Fourth and finally, quality generally wins over quantity when it comes to data and both help when it comes to performance of FM-based systems. In order to get unstructured, multimodal data in the right shape it needs to be deduplicated, filtered, transformed in various ways, augmented, possibly anonymized, enriched and probably embedded. All of these steps require specialized techniques which may depend on the type of data, the fine-tuning regime and the use case. In fact, many of these steps themselves involve specialized AI models that perform specific tasks. Today, in many cases, these data pipelines are built from scratch for each new project. A probable next step will be that data preprocessing becomes standardized with shareable and reusable components being combined in composable data pipelines. That is why we started Fondant, an open source initiative that aims to achieve exactly this: enable easy, powerful and cost-efficient FM alignment through data.

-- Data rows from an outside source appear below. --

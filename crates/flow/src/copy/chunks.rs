// Copyright (c) reifydb.com 2025
// This file is licensed under the AGPL-3.0-or-later, see license.md file

use std::sync::atomic::{AtomicBool, Ordering};
use std::thread;

use tracing::debug;

use tributary_core::util::{FirstError, SyncBuffer};
use tributary_core::{Error, Result, SourceLoader, TimeCursor};
use tributary_type::{Millis, Value};

use super::{POLL_PAUSE, QUEUE_SOFT_CAP};

/// Streams the delta through a bounded queue: a loader worker pushes
/// records while a saver worker drains, saves and checkpoints batch by
/// batch.
///
/// The loader must yield records in non-decreasing time order — the saver
/// enforces it and fails the run on a violation, because a checkpoint taken
/// out of order would silently skip records on the next resume. The cursor
/// is persisted after every saved batch, so a crash reprocesses at most the
/// unsaved tail (at-least-once delivery; sinks upsert idempotently).
pub fn copy_chunks<L, S, C, T>(loader: &L, save: S, cursor: &C, get_time: T) -> Result<()>
where
	L: SourceLoader + ?Sized,
	S: Fn(&mut Vec<Value>) -> Result<()> + Sync,
	C: TimeCursor + ?Sized,
	T: Fn(&Value) -> Result<Millis> + Sync,
{
	let initial = cursor.load_start_time()?;
	let queue: SyncBuffer<Value> = SyncBuffer::new();
	let failure = FirstError::new();
	let loader_done = AtomicBool::new(false);

	thread::scope(|scope| {
		let queue = &queue;
		let failure = &failure;
		let loader_done = &loader_done;
		let save = &save;
		let get_time = &get_time;

		scope.spawn(move || {
			let result = save_loop(initial, queue, failure, loader_done, save, cursor, get_time);
			if let Err(error) = result {
				failure.set(error);
			}
		});

		let result = loader.load(initial, &mut |record| {
			while queue.len() > QUEUE_SOFT_CAP {
				failure.check()?;
				thread::sleep(POLL_PAUSE);
			}
			failure.check()?;
			queue.push(record);
			Ok(())
		});
		if let Err(error) = result {
			failure.set(error);
		}
		loader_done.store(true, Ordering::Release);
	});

	match failure.take() {
		Some(error) => Err(error),
		None => Ok(()),
	}
}

fn save_loop<S, C, T>(
	initial: Millis,
	queue: &SyncBuffer<Value>,
	failure: &FirstError,
	loader_done: &AtomicBool,
	save: &S,
	cursor: &C,
	get_time: &T,
) -> Result<()>
where
	S: Fn(&mut Vec<Value>) -> Result<()> + Sync,
	C: TimeCursor + ?Sized,
	T: Fn(&Value) -> Result<Millis> + Sync,
{
	let mut start = initial;

	loop {
		if queue.is_empty() {
			if loader_done.load(Ordering::Acquire) {
				break;
			}
			failure.check()?;
			thread::sleep(POLL_PAUSE);
			continue;
		}

		let mut batch = queue.drain_all();
		let records = batch.len();
		for record in &batch {
			let time = get_time(record)?;
			if time < start {
				return Err(Error::OrderViolation { cursor: start, record: time });
			}
			start = time;
		}

		save(&mut batch)?;
		cursor.save_start_time(start)?;
		debug!(records, cursor = %start, "chunk saved");
	}

	Ok(())
}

Deployment, optimization, monitoring
Roughly speaking, there are three ways of setting up a FM-based AI system:
As a rule of thumb, we generally advise to opt for a lightweight, SaaS solution for relatively simple or first-time use cases as it is quick and easy to set up and it is still possible to move to a more custom setup to reduce costs later. For more custom, larger use cases, however, we would choose for more control and openness as this is the best guarantee for optimal performance, flexibility and long-term cost control. Choosing between PaaS and IAAS is mainly a question of available technical expertise in your company and desire to avoid lock-in. IaaS can be cheaper to run and does not lock you into one cloud platform. PaaS is easier and cheaper to develop with slightly higher infrastructure costs. Regarding specialized SaaS services like AWS Bedrock and GCP Generative AI Studio it is still very early days: if they manage to offer sufficient control (e.g. in terms of fine-tuning) at a good price point, they may also become a viable go-to option for custom use cases.
Foundation Models have arrived and they are bound to change the landscape of AI systems for good. As they can be taught to perform complex knowledge tasks, they are therefore bound to change the way we interact with and think of machines. As the knowledge industry takes note and starts preparing to support its workers with FM-driven AI, companies should carefully consider their options and choose the most value-adding route. Currently, this is probably to invest in setting up the necessary data infrastructure to optimally benefit from upcoming developments. At the same time, it will be important to start experimenting with specialized models and systems and update internal workflows and processes to accommodate them and generate the necessary data to fine-tune the models of tomorrow towards unseen performance!